The following table shows the top six country recipients of China’s assistance, in total and per capita, in the last 14 years. Singapore’s outsize per capita figure reflects the city-state’s importance as the entrepôt trade link between the Indian Ocean and South China Sea, its role as a key member of the Association of Southeast Asian Nations (ASEAN), and its small population (under five million).
Funding is principally provided by China’s Export-Import Bank and the China Development Bank, an elite policy institution responsible to China’s State Council. The terms of these loans include annual interest rates between 2 and 3 percent and repayment spread over 15 to 20 years. Estimating the implicit subsidies in these terms is difficult because most of the 92 recipients would not qualify for long-term loans from international capital markets irrespective of interest rates. On the other hand, the few recipients whose credit ratings are relatively favorable (e.g., Indonesia, Brazil, India) might qualify to borrow at rates only 3 or 4 percent above the London Interbank Offered Rate. For these countries, the implicit subsidy is between 3 and 5 percent.

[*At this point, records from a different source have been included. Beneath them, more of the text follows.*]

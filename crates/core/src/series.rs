//! Weekly and monthly time-series points.

use chrono::{Datelike, Duration, Months, NaiveDate};
use serde::{Deserialize, Serialize};

use crate::parcel::{IndexType, ParcelId};

/// Aggregation period. Weeks run Monday to Sunday; months are calendar months.
/// Both are UTC dates.
#[derive(Debug, Clone, Copy, PartialEq, Eq, Hash, PartialOrd, Ord, Serialize, Deserialize)]
#[serde(rename_all = "lowercase")]
pub enum PeriodType {
    Week,
    Month,
}

impl PeriodType {
    pub const ALL: [PeriodType; 2] = [PeriodType::Week, PeriodType::Month];

    /// The period containing `date`.
    pub fn period_containing(&self, date: NaiveDate) -> Period {
        match self {
            Self::Week => {
                let start = date - Duration::days(i64::from(date.weekday().num_days_from_monday()));
                Period {
                    start,
                    end: start + Duration::days(6),
                }
            }
            Self::Month => {
                let start = date - Duration::days(i64::from(date.day0()));
                let end = start
                    .checked_add_months(Months::new(1))
                    .and_then(|next| next.pred_opt())
                    .unwrap_or(NaiveDate::MAX);
                Period { start, end }
            }
        }
    }

    /// Every period overlapping `[from, to]`, in order.
    pub fn periods_between(&self, from: NaiveDate, to: NaiveDate) -> Vec<Period> {
        let mut periods = Vec::new();
        if from > to {
            return periods;
        }
        let mut current = self.period_containing(from);
        loop {
            periods.push(current);
            if current.end >= to {
                break;
            }
            match current.end.succ_opt() {
                Some(next) => current = self.period_containing(next),
                None => break,
            }
        }
        periods
    }

    pub fn as_str(&self) -> &'static str {
        match self {
            Self::Week => "week",
            Self::Month => "month",
        }
    }
}

/// Inclusive date span.
#[derive(Debug, Clone, Copy, PartialEq, Eq, Hash, PartialOrd, Ord, Serialize, Deserialize)]
pub struct Period {
    pub start: NaiveDate,
    pub end: NaiveDate,
}

impl Period {
    pub fn contains(&self, date: NaiveDate) -> bool {
        date >= self.start && date <= self.end
    }
}

/// Identity of a time-series point.
#[derive(Debug, Clone, Copy, PartialEq, Eq, Hash, PartialOrd, Ord)]
pub struct SeriesKey {
    pub parcel_id: ParcelId,
    pub index_type: IndexType,
    pub period_type: PeriodType,
    pub period_start: NaiveDate,
}

/// Period-aggregated summary for one parcel and index.
#[derive(Debug, Clone, PartialEq, Serialize, Deserialize)]
pub struct TimeSeriesPoint {
    pub parcel_id: ParcelId,
    pub index_type: IndexType,
    pub period_type: PeriodType,
    pub period_start: NaiveDate,
    pub period_end: NaiveDate,
    /// Unweighted mean of the per-day means in the period.
    pub avg_value: f64,
    /// Number of contributing days.
    pub sample_count: u32,
    /// Percent change against the previous period of the same type.
    pub change_from_previous: Option<f64>,
    pub is_anomaly: bool,
}

impl TimeSeriesPoint {
    pub fn key(&self) -> SeriesKey {
        SeriesKey {
            parcel_id: self.parcel_id,
            index_type: self.index_type,
            period_type: self.period_type,
            period_start: self.period_start,
        }
    }

    pub fn period(&self) -> Period {
        Period {
            start: self.period_start,
            end: self.period_end,
        }
    }
}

China’s delivery of equipment and services has markedly but unsurprisingly lagged far behind its pledged assistance. The lag is unsurprising because project implementation involves geological surveys, civil engineering, mining operations, construction, and logistic arrangements stretching over several years. And the projects typically import thousands of Chinese workers (a unique requirement of China’s assistance programs, often not welcomed by recipient countries), necessitating additional housing construction and logistic support. Deliveries usually lag approximately six years behind pledges; pledges made in the years from 2001-2008 correlate with deliveries made in 2007-2014. (The payout period associated with U.S. grant assistance is typically much shorter.) By 2014, China’s cumulative delivered aid accounted for more than 95 percent of total pledges from 2001 through 2008. We can project that pledges made between 2009 and 2014 will result in deliveries of $500 billion between 2015 and 2020.